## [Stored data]
-*-

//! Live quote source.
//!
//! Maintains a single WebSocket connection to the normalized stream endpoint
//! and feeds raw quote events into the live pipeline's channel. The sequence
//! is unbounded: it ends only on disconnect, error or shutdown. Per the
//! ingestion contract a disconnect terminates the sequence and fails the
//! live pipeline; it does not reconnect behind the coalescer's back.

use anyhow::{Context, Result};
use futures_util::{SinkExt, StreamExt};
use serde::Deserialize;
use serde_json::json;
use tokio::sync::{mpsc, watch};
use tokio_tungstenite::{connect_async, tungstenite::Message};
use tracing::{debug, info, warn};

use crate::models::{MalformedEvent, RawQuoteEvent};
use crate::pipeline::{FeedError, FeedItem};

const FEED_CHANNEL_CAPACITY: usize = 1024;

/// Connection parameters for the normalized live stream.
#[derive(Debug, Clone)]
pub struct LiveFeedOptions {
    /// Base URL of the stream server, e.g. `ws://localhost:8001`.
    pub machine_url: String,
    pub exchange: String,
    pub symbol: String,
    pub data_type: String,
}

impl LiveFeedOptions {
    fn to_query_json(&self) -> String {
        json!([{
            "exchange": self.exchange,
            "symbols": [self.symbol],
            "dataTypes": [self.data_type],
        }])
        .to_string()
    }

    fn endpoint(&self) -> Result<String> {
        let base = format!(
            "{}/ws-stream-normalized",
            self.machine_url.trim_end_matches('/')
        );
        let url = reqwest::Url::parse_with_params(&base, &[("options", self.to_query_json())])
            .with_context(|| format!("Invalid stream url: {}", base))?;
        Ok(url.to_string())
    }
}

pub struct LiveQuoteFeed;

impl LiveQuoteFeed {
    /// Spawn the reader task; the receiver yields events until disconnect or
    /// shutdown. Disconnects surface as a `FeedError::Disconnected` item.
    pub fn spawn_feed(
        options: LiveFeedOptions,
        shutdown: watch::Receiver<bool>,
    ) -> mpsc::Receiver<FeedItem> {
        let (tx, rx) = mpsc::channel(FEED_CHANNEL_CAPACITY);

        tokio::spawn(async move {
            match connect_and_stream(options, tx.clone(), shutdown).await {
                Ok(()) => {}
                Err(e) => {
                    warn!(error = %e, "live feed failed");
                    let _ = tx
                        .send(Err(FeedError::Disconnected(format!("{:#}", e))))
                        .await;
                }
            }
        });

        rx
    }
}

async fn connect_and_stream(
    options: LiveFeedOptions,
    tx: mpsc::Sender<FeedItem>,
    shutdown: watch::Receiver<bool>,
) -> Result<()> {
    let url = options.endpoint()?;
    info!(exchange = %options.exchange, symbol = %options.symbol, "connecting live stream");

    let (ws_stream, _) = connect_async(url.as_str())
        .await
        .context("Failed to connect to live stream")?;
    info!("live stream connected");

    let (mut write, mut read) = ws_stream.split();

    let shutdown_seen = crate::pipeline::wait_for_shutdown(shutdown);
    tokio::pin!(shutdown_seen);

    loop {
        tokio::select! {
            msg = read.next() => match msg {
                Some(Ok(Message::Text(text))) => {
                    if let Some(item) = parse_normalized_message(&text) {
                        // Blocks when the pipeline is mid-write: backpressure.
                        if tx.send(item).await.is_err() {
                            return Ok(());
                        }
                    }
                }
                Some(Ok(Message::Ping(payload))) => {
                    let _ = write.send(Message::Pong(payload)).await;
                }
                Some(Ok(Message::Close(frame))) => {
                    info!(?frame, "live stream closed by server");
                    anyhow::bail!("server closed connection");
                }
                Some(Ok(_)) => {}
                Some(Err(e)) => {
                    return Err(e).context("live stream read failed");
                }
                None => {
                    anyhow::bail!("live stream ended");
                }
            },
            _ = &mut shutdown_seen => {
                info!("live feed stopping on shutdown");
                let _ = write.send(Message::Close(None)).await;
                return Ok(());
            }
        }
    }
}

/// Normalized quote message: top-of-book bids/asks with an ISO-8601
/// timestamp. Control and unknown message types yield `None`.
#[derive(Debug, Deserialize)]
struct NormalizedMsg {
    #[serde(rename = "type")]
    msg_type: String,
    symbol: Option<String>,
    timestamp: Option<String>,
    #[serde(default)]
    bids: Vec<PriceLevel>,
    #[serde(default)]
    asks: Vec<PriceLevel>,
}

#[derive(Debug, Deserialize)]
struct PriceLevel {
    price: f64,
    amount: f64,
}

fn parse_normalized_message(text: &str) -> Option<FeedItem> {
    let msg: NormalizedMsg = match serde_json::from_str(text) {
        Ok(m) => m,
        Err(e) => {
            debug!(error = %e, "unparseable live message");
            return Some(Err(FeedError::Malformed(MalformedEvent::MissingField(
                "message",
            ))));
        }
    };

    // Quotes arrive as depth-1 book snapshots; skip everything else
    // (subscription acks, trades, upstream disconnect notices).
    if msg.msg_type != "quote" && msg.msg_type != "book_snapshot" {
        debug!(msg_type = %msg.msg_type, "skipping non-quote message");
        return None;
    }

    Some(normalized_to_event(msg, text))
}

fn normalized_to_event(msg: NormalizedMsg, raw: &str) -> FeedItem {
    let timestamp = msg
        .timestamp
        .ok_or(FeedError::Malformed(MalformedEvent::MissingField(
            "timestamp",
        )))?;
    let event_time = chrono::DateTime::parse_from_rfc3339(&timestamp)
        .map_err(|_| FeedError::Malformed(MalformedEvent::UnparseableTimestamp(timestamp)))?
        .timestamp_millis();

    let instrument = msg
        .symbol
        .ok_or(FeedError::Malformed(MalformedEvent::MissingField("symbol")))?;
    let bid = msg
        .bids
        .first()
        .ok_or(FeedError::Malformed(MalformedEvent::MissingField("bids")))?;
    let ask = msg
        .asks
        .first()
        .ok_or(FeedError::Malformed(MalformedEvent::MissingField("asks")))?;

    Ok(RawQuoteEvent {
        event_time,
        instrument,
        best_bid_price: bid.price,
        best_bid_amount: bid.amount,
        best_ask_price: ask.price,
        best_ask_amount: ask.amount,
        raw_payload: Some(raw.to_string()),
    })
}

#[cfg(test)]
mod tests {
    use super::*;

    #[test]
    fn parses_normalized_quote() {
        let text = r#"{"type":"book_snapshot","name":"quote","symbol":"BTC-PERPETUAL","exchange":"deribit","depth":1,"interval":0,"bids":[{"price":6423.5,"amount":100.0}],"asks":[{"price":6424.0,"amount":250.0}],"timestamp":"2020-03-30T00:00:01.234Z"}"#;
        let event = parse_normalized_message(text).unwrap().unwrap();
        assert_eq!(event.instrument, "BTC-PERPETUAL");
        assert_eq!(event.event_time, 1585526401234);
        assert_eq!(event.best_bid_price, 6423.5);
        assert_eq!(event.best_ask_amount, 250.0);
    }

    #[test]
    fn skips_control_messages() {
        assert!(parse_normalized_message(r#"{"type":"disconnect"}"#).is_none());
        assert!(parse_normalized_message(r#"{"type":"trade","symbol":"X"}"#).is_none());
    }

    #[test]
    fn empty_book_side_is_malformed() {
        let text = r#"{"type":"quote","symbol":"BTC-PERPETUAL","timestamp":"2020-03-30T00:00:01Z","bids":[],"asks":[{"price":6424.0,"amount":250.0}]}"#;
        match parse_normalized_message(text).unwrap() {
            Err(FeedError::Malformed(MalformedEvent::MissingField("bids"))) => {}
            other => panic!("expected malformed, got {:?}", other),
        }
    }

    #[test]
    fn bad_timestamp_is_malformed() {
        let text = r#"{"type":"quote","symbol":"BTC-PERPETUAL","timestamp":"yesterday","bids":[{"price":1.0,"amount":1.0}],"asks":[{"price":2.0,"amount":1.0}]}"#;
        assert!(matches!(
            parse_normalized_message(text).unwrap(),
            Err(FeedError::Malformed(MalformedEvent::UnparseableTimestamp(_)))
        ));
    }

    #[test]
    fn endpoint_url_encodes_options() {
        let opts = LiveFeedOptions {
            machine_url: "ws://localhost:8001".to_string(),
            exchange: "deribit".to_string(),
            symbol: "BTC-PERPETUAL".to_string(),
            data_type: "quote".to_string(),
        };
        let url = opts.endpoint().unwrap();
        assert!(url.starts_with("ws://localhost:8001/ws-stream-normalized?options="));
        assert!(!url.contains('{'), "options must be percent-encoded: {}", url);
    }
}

-*-

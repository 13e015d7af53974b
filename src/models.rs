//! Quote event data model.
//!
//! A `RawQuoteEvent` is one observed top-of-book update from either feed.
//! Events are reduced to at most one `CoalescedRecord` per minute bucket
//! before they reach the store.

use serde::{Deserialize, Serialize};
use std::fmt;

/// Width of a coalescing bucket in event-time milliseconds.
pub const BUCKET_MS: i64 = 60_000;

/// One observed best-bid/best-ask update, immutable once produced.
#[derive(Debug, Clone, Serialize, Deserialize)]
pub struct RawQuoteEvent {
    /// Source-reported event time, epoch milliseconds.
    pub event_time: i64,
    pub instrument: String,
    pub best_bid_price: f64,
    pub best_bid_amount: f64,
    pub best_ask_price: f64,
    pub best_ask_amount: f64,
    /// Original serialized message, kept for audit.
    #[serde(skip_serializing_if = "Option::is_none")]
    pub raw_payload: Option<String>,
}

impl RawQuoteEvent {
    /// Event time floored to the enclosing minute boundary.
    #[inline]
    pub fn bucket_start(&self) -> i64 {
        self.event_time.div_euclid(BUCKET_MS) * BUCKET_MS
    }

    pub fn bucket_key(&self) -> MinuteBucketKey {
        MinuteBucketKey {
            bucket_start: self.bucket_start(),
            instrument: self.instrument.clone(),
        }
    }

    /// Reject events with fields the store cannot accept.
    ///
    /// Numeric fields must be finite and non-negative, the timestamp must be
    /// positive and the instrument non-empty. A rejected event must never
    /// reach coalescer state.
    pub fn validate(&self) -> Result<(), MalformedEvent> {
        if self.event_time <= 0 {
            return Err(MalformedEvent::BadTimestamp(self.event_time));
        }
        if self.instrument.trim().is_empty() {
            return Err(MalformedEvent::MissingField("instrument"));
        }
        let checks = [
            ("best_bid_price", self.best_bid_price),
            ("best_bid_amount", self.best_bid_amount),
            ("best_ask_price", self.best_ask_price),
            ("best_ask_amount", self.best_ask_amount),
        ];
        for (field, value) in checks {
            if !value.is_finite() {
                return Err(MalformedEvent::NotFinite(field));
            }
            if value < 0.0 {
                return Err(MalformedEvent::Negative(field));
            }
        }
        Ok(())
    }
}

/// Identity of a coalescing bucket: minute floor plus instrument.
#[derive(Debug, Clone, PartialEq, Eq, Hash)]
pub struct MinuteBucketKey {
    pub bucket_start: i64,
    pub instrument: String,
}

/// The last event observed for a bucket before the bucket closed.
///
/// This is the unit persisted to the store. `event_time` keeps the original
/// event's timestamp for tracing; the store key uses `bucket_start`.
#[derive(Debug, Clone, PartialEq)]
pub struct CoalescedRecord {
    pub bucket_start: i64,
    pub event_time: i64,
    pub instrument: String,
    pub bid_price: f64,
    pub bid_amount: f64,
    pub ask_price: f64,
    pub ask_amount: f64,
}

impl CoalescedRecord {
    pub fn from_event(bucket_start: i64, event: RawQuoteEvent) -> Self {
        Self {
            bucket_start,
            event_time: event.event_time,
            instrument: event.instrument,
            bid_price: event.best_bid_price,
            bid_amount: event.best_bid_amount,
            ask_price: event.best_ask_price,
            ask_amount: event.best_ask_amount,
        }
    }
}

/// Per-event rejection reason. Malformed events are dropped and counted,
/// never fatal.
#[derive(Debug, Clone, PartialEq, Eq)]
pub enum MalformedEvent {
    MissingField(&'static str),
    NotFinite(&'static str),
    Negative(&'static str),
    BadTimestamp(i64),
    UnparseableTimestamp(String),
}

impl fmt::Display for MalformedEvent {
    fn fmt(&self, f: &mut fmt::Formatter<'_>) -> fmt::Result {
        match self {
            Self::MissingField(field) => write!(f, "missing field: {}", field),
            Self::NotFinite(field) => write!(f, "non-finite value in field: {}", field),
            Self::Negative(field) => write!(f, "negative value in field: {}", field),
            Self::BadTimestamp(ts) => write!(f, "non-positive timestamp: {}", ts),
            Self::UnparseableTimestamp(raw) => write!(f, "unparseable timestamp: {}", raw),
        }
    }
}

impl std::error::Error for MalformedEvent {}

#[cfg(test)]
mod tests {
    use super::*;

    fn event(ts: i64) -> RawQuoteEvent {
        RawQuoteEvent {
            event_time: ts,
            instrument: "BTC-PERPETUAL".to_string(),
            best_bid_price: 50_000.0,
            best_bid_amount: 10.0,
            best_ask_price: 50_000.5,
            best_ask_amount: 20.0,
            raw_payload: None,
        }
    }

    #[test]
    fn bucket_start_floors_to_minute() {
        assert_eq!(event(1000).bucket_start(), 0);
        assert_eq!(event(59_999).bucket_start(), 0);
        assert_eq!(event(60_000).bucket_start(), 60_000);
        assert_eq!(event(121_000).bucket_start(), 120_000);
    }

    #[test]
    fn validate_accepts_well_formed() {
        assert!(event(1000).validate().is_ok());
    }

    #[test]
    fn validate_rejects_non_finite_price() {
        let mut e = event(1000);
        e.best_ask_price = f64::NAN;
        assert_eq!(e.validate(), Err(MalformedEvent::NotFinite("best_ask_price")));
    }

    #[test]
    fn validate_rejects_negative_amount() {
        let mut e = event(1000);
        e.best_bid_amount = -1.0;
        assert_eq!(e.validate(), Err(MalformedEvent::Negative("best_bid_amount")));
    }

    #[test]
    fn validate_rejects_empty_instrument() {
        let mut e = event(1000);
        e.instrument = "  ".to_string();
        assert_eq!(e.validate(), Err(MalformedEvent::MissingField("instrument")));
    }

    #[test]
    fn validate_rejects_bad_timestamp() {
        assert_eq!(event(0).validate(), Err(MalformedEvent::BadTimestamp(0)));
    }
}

-*-

## [Exercise aim]
What is the number of lines in the records holding "depth"? Give the number alone.

## [Response to this exercise]
2